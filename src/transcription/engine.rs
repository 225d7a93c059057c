use crate::{stderr_tail, Result, TranscribeError};
use serde::{Deserialize, Serialize};
use std::path::Path;
use std::process::Stdio;
use std::time::Duration;
use tokio::process::Command;
use tracing::{debug, info};

/// One contiguous span of recognized speech.
#[derive(Debug, Clone, PartialEq, Serialize, Deserialize)]
pub struct Segment {
    /// Start time in seconds
    pub start: f64,
    /// End time in seconds
    pub end: f64,
    /// Transcribed text
    pub text: String,
}

/// JSON document written by the transcription CLI. Extra fields
/// (language, word timings, probabilities) are ignored.
#[derive(Debug, Deserialize)]
struct EngineOutput {
    #[serde(default)]
    segments: Vec<Segment>,
}

/// Wrapper around a stable-ts style speech-recognition CLI.
///
/// Constructed once per process and reused across jobs; holds only
/// immutable configuration, so reuse is safe.
#[derive(Debug, Clone)]
pub struct TranscriptionEngine {
    command: String,
    model: String,
    regroup_gap: f64,
    timeout: Duration,
}

impl TranscriptionEngine {
    pub fn new(command: String, model: String, regroup_gap: f64, timeout: Duration) -> Self {
        Self {
            command,
            model,
            regroup_gap,
            timeout,
        }
    }

    pub fn model(&self) -> &str {
        &self.model
    }

    /// Run the model over `audio_path`, writing the intermediate JSON
    /// document to `json_path`, and return the ordered segments.
    ///
    /// An empty segment list is a valid result for silent input.
    pub async fn transcribe(&self, audio_path: &Path, json_path: &Path) -> Result<Vec<Segment>> {
        info!(
            "🎤 Transcribing {} with model {}",
            audio_path.display(),
            self.model
        );

        let mut cmd = Command::new(&self.command);
        cmd.arg(audio_path)
            .arg("--model")
            .arg(&self.model)
            .arg("--regroup")
            .arg(format!("ms_sg={}", self.regroup_gap))
            .arg("--output")
            .arg(json_path)
            .arg("--overwrite")
            .stdin(Stdio::null())
            .kill_on_drop(true);

        debug!("Executing command: {:?}", cmd);

        let output = tokio::time::timeout(self.timeout, cmd.output())
            .await
            .map_err(|_| {
                TranscribeError::Transcription(format!(
                    "{} timed out after {}s for {}",
                    self.command,
                    self.timeout.as_secs(),
                    audio_path.display()
                ))
            })?
            .map_err(|e| {
                TranscribeError::Transcription(format!("cannot run {}: {}", self.command, e))
            })?;

        if !output.status.success() {
            return Err(TranscribeError::Transcription(format!(
                "{} exited with {} for {}: {}",
                self.command,
                output.status,
                audio_path.display(),
                stderr_tail(&output.stderr)
            )));
        }

        let json_content = tokio::fs::read_to_string(json_path).await.map_err(|e| {
            TranscribeError::Transcription(format!(
                "no JSON output from {} at {}: {}",
                self.command,
                json_path.display(),
                e
            ))
        })?;

        let parsed: EngineOutput = serde_json::from_str(&json_content)?;

        info!("✅ Transcription produced {} segments", parsed.segments.len());
        Ok(parsed.segments)
    }
}

#[cfg(test)]
mod tests {
    use super::*;

    #[test]
    fn test_engine_creation() {
        let engine = TranscriptionEngine::new(
            "stable-ts".to_string(),
            "small".to_string(),
            2.0,
            Duration::from_secs(60),
        );
        assert_eq!(engine.model(), "small");
    }

    #[test]
    fn test_parse_engine_output() {
        let json = r#"{
            "language": "en",
            "segments": [
                {"start": 0.0, "end": 2.5, "text": " Hello there.", "avg_logprob": -0.3},
                {"start": 4.0, "end": 6.0, "text": " Second segment."}
            ]
        }"#;

        let parsed: EngineOutput = serde_json::from_str(json).unwrap();
        assert_eq!(parsed.segments.len(), 2);
        assert_eq!(parsed.segments[0].start, 0.0);
        assert_eq!(parsed.segments[0].text, " Hello there.");
        assert_eq!(parsed.segments[1].end, 6.0);
    }

    #[test]
    fn test_parse_empty_segments() {
        let parsed: EngineOutput = serde_json::from_str(r#"{"segments": []}"#).unwrap();
        assert!(parsed.segments.is_empty());
    }

    #[test]
    fn test_parse_missing_segments_key() {
        let parsed: EngineOutput = serde_json::from_str(r#"{"language": "en"}"#).unwrap();
        assert!(parsed.segments.is_empty());
    }

    #[test]
    fn test_missing_command_is_transcription_error() {
        tokio_test::block_on(async {
            let engine = TranscriptionEngine::new(
                "stable-ts-definitely-not-installed".to_string(),
                "small".to_string(),
                2.0,
                Duration::from_secs(5),
            );

            let result = engine
                .transcribe(Path::new("audio.mp3"), Path::new("out.json"))
                .await;

            assert!(matches!(result, Err(TranscribeError::Transcription(_))));
        });
    }
}
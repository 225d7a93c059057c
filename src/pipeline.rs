use std::path::{Path, PathBuf};
use std::sync::Arc;
use std::time::{Duration, Instant};
use tokio::sync::{mpsc, Semaphore};
use tracing::{info, warn};

use crate::audio::AudioExtractor;
use crate::config::Config;
use crate::scanner::{transcript_path, FileScanner};
use crate::transcription::{TranscriptFormatter, TranscriptionEngine};
use crate::workdir::ScratchDir;
use crate::Result;

const AUDIO_FILE: &str = "audio.mp3";
const JSON_FILE: &str = "transcription.json";
const TEXT_FILE: &str = "transcription.txt";

/// Outcome of one transcription job
#[derive(Debug, Clone)]
pub struct JobOutcome {
    pub input: PathBuf,
    pub output: Option<PathBuf>,
    pub error: Option<String>,
    pub elapsed: Duration,
}

impl JobOutcome {
    pub fn succeeded(&self) -> bool {
        self.error.is_none()
    }
}

/// Aggregate results of a batch run
#[derive(Debug, Clone, Default)]
pub struct BatchReport {
    pub total: usize,
    pub succeeded: usize,
    pub failed: usize,
    pub outcomes: Vec<JobOutcome>,
}

/// Drives one recording through the full pipeline: scratch directory,
/// audio extraction, transcription, formatting, publish, cleanup.
#[derive(Debug, Clone)]
pub struct Transcriber {
    config: Config,
    extractor: AudioExtractor,
    engine: TranscriptionEngine,
    formatter: TranscriptFormatter,
}

impl Transcriber {
    pub fn new(config: Config) -> Self {
        let extractor = AudioExtractor::new(config.ffmpeg_cmd.clone(), config.timeout());
        let engine = TranscriptionEngine::new(
            config.transcribe_cmd.clone(),
            config.model.clone(),
            config.regroup_gap,
            config.timeout(),
        );

        Self {
            config,
            extractor,
            engine,
            formatter: TranscriptFormatter::new(),
        }
    }

    /// Transcribe a single video and publish the transcript next to it.
    ///
    /// The scratch directory is removed on every exit path; the
    /// transcript is written only after transcription succeeded.
    pub async fn transcribe_file(&self, input: &Path) -> Result<PathBuf> {
        info!("🎬 Transcribing: {}", input.display());

        let scratch = ScratchDir::create(&self.config.work_dir)?;

        let audio_path = scratch.file(AUDIO_FILE);
        self.extractor.extract(input, &audio_path).await?;

        let segments = self
            .engine
            .transcribe(&audio_path, &scratch.file(JSON_FILE))
            .await?;

        let text_path = scratch.file(TEXT_FILE);
        tokio::fs::write(&text_path, self.formatter.render(&segments)).await?;

        let output = transcript_path(input);
        tokio::fs::copy(&text_path, &output).await?;

        scratch.cleanup()?;

        info!("💾 Transcript published: {}", output.display());
        Ok(output)
    }

    /// Scan the configured root and transcribe every unprocessed
    /// recording through a bounded worker pool.
    ///
    /// A failed job is logged and counted; the rest of the batch
    /// continues.
    pub async fn transcribe_all(&self) -> Result<BatchReport> {
        let scanner = FileScanner::new(self.config.root_dir.clone());
        let inputs: Vec<PathBuf> = scanner.unprocessed().collect();

        if inputs.is_empty() {
            info!(
                "No unprocessed recordings under {}",
                self.config.root_dir.display()
            );
            return Ok(BatchReport::default());
        }

        let total = inputs.len();
        info!("📹 Found {} recordings to transcribe", total);

        let semaphore = Arc::new(Semaphore::new(self.config.workers));
        let (tx, mut rx) = mpsc::channel(total);

        for (index, input) in inputs.into_iter().enumerate() {
            let transcriber = self.clone();
            let semaphore = Arc::clone(&semaphore);
            let tx = tx.clone();

            tokio::spawn(async move {
                let _permit = semaphore.acquire().await.unwrap();

                info!("📼 Job {}/{}: {}", index + 1, total, input.display());
                let started = Instant::now();
                let outcome = match transcriber.transcribe_file(&input).await {
                    Ok(output) => JobOutcome {
                        input,
                        output: Some(output),
                        error: None,
                        elapsed: started.elapsed(),
                    },
                    Err(e) => JobOutcome {
                        input,
                        output: None,
                        error: Some(e.to_string()),
                        elapsed: started.elapsed(),
                    },
                };

                let _ = tx.send(outcome).await;
            });
        }

        // Close the channel once all tasks hold their own sender.
        drop(tx);

        let mut report = BatchReport {
            total,
            ..Default::default()
        };
        while let Some(outcome) = rx.recv().await {
            if outcome.succeeded() {
                report.succeeded += 1;
                info!(
                    "✅ Completed: {} in {:.2}s",
                    outcome.input.display(),
                    outcome.elapsed.as_secs_f64()
                );
            } else {
                report.failed += 1;
                warn!(
                    "❌ Failed: {} - {}",
                    outcome.input.display(),
                    outcome.error.as_deref().unwrap_or("unknown error")
                );
            }
            report.outcomes.push(outcome);
        }

        Ok(report)
    }
}
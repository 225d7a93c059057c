use crate::transcription::Segment;

/// Renders segments into the published transcript format.
///
/// Each segment becomes one paragraph of the form
/// `[MM:SS.ss - MM:SS.ss] text` followed by a blank line, in input
/// order. No wrapping, no trimming.
#[derive(Debug, Clone, Default)]
pub struct TranscriptFormatter;

impl TranscriptFormatter {
    pub fn new() -> Self {
        Self
    }

    /// Render all segments in input order.
    pub fn render(&self, segments: &[Segment]) -> String {
        let mut document = String::new();

        for segment in segments {
            document.push_str(&format!(
                "[{} - {}] {}\n\n",
                format_timestamp(segment.start),
                format_timestamp(segment.end),
                segment.text
            ));
        }

        document
    }
}

/// Format seconds as `MM:SS.ss`.
///
/// Minutes are the whole quotient, zero-padded to two digits and
/// growing naturally past 99; seconds are the remainder to two
/// decimals. A remainder that rounds up to 60 renders as "60.00" and
/// is not carried into the minutes.
pub fn format_timestamp(seconds: f64) -> String {
    format!("{:02}:{:05.2}", (seconds / 60.0) as u64, seconds % 60.0)
}

#[cfg(test)]
mod tests {
    use super::*;

    fn segment(start: f64, end: f64, text: &str) -> Segment {
        Segment {
            start,
            end,
            text: text.to_string(),
        }
    }

    #[test]
    fn test_timestamp_formatting() {
        assert_eq!(format_timestamp(0.0), "00:00.00");
        assert_eq!(format_timestamp(5.2), "00:05.20");
        assert_eq!(format_timestamp(125.3), "02:05.30");
        assert_eq!(format_timestamp(600.0), "10:00.00");
    }

    #[test]
    fn test_timestamp_minute_boundary_rounding() {
        // 59.999 rounds to a 60-second remainder without carrying
        // into the minutes.
        assert_eq!(format_timestamp(59.999), "00:60.00");
    }

    #[test]
    fn test_timestamp_beyond_an_hour() {
        assert_eq!(format_timestamp(3600.0), "60:00.00");
        assert_eq!(format_timestamp(6154.5), "102:34.50");
    }

    #[test]
    fn test_render_one_paragraph_per_segment() {
        let formatter = TranscriptFormatter::new();
        let segments = vec![
            segment(0.0, 2.5, " Welcome back."),
            segment(4.5, 125.3, " Let's continue."),
        ];

        let document = formatter.render(&segments);

        assert_eq!(
            document,
            "[00:00.00 - 00:02.50]  Welcome back.\n\n\
             [00:04.50 - 02:05.30]  Let's continue.\n\n"
        );
    }

    #[test]
    fn test_render_preserves_input_order() {
        let formatter = TranscriptFormatter::new();
        let segments = vec![segment(10.0, 12.0, "second"), segment(0.0, 2.0, "first")];

        let document = formatter.render(&segments);
        let second_pos = document.find("second").unwrap();
        let first_pos = document.find("first").unwrap();
        assert!(second_pos < first_pos);
    }

    #[test]
    fn test_render_empty_segments() {
        let formatter = TranscriptFormatter::new();
        assert_eq!(formatter.render(&[]), "");
    }

    #[test]
    fn test_render_does_not_trim_text() {
        let formatter = TranscriptFormatter::new();
        let document = formatter.render(&[segment(0.0, 1.0, "  spaced  ")]);
        assert_eq!(document, "[00:00.00 - 00:01.00]   spaced  \n\n");
    }
}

────────────────

[EXERCISE DETAILS] Find "Welcome" in the preceding records. Copy each line that holds it.

[EXERCISE RESULT]
            segment(0.0, 2.5, " Welcome back."),
            "[00:00.00 - 00:02.50]  Welcome back.\n\n\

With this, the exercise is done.